Upon initial inspection it would appear that The Wrestler employs minimal colour manipulation, due to its realist sensibilities. However, the intentionality of the film is still significantly expressed through its use of colour, in particular red and green. Of the five films studied, The Wrestler is clearly Aronofsky’s most realistic in terms of story and setting, which is supported by an aesthetic that uses a more natural palette. The film’s complexion is lighter than that of either The Fountain or Black Swan, although the colour barcode exhibits oscillating patterns of lighter and darker periods. The latter are often representative of Randy’s life outside of the ring and are located at the seedier or more depressing moments in the narrative, such as Randy’s trailer park home, the strip club, and Randy’s troubled moments with his daughter, Stephanie. The colour signature indicates a dominant green hue that reflects Randy’s work-place in and around the wrestling ring, whereas his life outside of the ring often contains a higher instance of the red hue. Perhaps the most notable example is the strip club where Cassie (Marisa Tomei) works, which is heavily saturated with red. This colour is diametrically opposed to the green hue, largely associated with Randy’s life as a wrestler. What is evident is the play between green and red, where red codifies Randy’s life outside the wrestling ring and green codifies his life inside the ring; red is also the dominant hue in the darker periods and green is dominant in the lighter. Furthermore, the concluding chapter of the film combines the two colours as Randy’s two worlds come together. The ensuing muddy green/red hue is a colourific manifestation of the film’s final concern.

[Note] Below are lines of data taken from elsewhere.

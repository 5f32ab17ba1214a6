//! Endpoint categories and service tiers.

use serde::{Deserialize, Serialize};

/// Sensitivity class of a protected endpoint.
///
/// Each category selects one entry of the policy table. The set is closed so a
/// misspelled category fails to compile (or fails config parsing) instead of
/// silently running unrestricted.
#[derive(Debug, Clone, Copy, PartialEq, Eq, Hash, PartialOrd, Ord, Serialize, Deserialize)]
#[serde(rename_all = "kebab-case")]
pub enum EndpointCategory {
    Login,
    Signup,
    PasswordReset,
    SocialAuth,
    Public,
    User,
    Sensitive,
    Admin,
}

impl EndpointCategory {
    /// Every category, in table order.
    pub const ALL: [EndpointCategory; 8] = [
        EndpointCategory::Login,
        EndpointCategory::Signup,
        EndpointCategory::PasswordReset,
        EndpointCategory::SocialAuth,
        EndpointCategory::Public,
        EndpointCategory::User,
        EndpointCategory::Sensitive,
        EndpointCategory::Admin,
    ];

    /// Name used in logs, metrics and config keys.
    pub fn as_str(&self) -> &'static str {
        match self {
            EndpointCategory::Login => "login",
            EndpointCategory::Signup => "signup",
            EndpointCategory::PasswordReset => "password-reset",
            EndpointCategory::SocialAuth => "social-auth",
            EndpointCategory::Public => "public",
            EndpointCategory::User => "user",
            EndpointCategory::Sensitive => "sensitive",
            EndpointCategory::Admin => "admin",
        }
    }

    /// Category actually enforced for a caller of the given tier.
    ///
    /// Administrators hitting `user` endpoints are measured against the admin
    /// quota; every other combination is left as is.
    pub fn effective_for(self, tier: Tier) -> EndpointCategory {
        match (tier, self) {
            (Tier::Admin, EndpointCategory::User) => EndpointCategory::Admin,
            (_, category) => category,
        }
    }
}

impl std::fmt::Display for EndpointCategory {
    fn fmt(&self, f: &mut std::fmt::Formatter<'_>) -> std::fmt::Result {
        write!(f, "{}", self.as_str())
    }
}

/// Privilege class of the caller.
#[derive(Debug, Clone, Copy, PartialEq, Eq, Hash, Serialize, Deserialize)]
#[serde(rename_all = "lowercase")]
pub enum Tier {
    Anonymous,
    User,
    Admin,
}

impl Tier {
    pub fn as_str(&self) -> &'static str {
        match self {
            Tier::Anonymous => "anonymous",
            Tier::User => "user",
            Tier::Admin => "admin",
        }
    }
}

impl std::fmt::Display for Tier {
    fn fmt(&self, f: &mut std::fmt::Formatter<'_>) -> std::fmt::Result {
        write!(f, "{}", self.as_str())
    }
}
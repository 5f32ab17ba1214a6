//! Rate-limit identity resolution.

use std::net::SocketAddr;
use std::sync::Arc;

use axum::extract::ConnectInfo;
use axum::http::{header, HeaderMap, Request};

use crate::config::IdentityConfig;
use crate::identity::verifier::CredentialVerifier;
use crate::policy::Tier;

const X_FORWARDED_FOR: &str = "x-forwarded-for";
const X_REAL_IP: &str = "x-real-ip";
const UNKNOWN: &str = "unknown";

/// Identity string that quota is accounted against.
///
/// `user:<subject>` for verified callers, `<ip>|<user-agent>` otherwise.
/// Clients behind one NAT with the same browser share a key.
#[derive(Debug, Clone, PartialEq, Eq, Hash, PartialOrd, Ord)]
pub struct RateKey(String);

impl RateKey {
    pub fn user(subject_id: &str) -> Self {
        Self(format!("user:{subject_id}"))
    }

    pub fn anonymous(ip: &str, user_agent: &str) -> Self {
        Self(format!("{ip}|{user_agent}"))
    }

    pub fn as_str(&self) -> &str {
        &self.0
    }
}

impl std::fmt::Display for RateKey {
    fn fmt(&self, f: &mut std::fmt::Formatter<'_>) -> std::fmt::Result {
        f.write_str(&self.0)
    }
}

impl From<&str> for RateKey {
    fn from(value: &str) -> Self {
        Self(value.to_string())
    }
}

impl From<String> for RateKey {
    fn from(value: String) -> Self {
        Self(value)
    }
}

/// Resolved caller.
#[derive(Debug, Clone, PartialEq, Eq)]
pub struct Identity {
    pub key: RateKey,
    pub tier: Tier,
}

/// Derives a [`RateKey`] and [`Tier`] from request metadata.
///
/// Never fails: a missing or rejected credential falls back to the anonymous
/// network identity.
#[derive(Clone)]
pub struct IdentityResolver {
    verifier: Arc<dyn CredentialVerifier>,
    trust_forwarded_headers: bool,
    fallback_to_peer_addr: bool,
}

impl IdentityResolver {
    pub fn new(verifier: Arc<dyn CredentialVerifier>) -> Self {
        Self::from_config(&IdentityConfig::default(), verifier)
    }

    pub fn from_config(config: &IdentityConfig, verifier: Arc<dyn CredentialVerifier>) -> Self {
        Self {
            verifier,
            trust_forwarded_headers: config.trust_forwarded_headers,
            fallback_to_peer_addr: config.fallback_to_peer_addr,
        }
    }

    /// Resolve from a request, using its `ConnectInfo` as the peer if present.
    pub fn resolve_request<B>(&self, request: &Request<B>) -> Identity {
        let peer = request
            .extensions()
            .get::<ConnectInfo<SocketAddr>>()
            .map(|ConnectInfo(addr)| *addr);
        self.resolve(request.headers(), peer)
    }

    pub fn resolve(&self, headers: &HeaderMap, peer: Option<SocketAddr>) -> Identity {
        if let Some(token) = bearer_token(headers) {
            match self.verifier.verify(token) {
                Ok(claims) => {
                    let tier = if claims.is_admin { Tier::Admin } else { Tier::User };
                    return Identity {
                        key: RateKey::user(&claims.subject_id),
                        tier,
                    };
                }
                Err(e) => {
                    tracing::debug!(error = %e, "Credential rejected, treating caller as anonymous");
                }
            }
        }

        let ip = self.client_ip(headers, peer);
        let user_agent = headers
            .get(header::USER_AGENT)
            .and_then(|v| v.to_str().ok())
            .filter(|v| !v.is_empty())
            .unwrap_or(UNKNOWN);

        Identity {
            key: RateKey::anonymous(&ip, user_agent),
            tier: Tier::Anonymous,
        }
    }

    fn client_ip(&self, headers: &HeaderMap, peer: Option<SocketAddr>) -> String {
        if self.trust_forwarded_headers {
            let forwarded = header_str(headers, X_FORWARDED_FOR)
                .and_then(|chain| chain.split(',').next())
                .map(str::trim)
                .filter(|ip| !ip.is_empty());
            if let Some(ip) = forwarded {
                return ip.to_string();
            }
            if let Some(ip) = header_str(headers, X_REAL_IP).map(str::trim).filter(|ip| !ip.is_empty()) {
                return ip.to_string();
            }
        }

        match peer {
            Some(addr) if self.fallback_to_peer_addr => addr.ip().to_string(),
            _ => UNKNOWN.to_string(),
        }
    }
}

impl std::fmt::Debug for IdentityResolver {
    fn fmt(&self, f: &mut std::fmt::Formatter<'_>) -> std::fmt::Result {
        f.debug_struct("IdentityResolver")
            .field("trust_forwarded_headers", &self.trust_forwarded_headers)
            .field("fallback_to_peer_addr", &self.fallback_to_peer_addr)
            .finish()
    }
}

fn header_str<'a>(headers: &'a HeaderMap, name: &str) -> Option<&'a str> {
    headers.get(name).and_then(|v| v.to_str().ok())
}

/// Token from an `Authorization: Bearer <token>` header.
fn bearer_token(headers: &HeaderMap) -> Option<&str> {
    let value = header_str(headers, header::AUTHORIZATION.as_str())?.trim();
    let (scheme, token) = value.split_once(' ')?;
    if !scheme.eq_ignore_ascii_case("bearer") {
        return None;
    }
    let token = token.trim();
    (!token.is_empty()).then_some(token)
}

This final mélange expresses the anguish over Randy’s decision to wrestle despite his heart condition; hence red or green equates to stop or go, to wrestle or not. Phenomenologically, the bringing together of these diametrically opposed colours provokes an anxiety in the cinesthetic subject that matches the film’s ambiguous ending, where the spectator is left to decide whether Randy suffers a second and fatal heart attack or goes on living.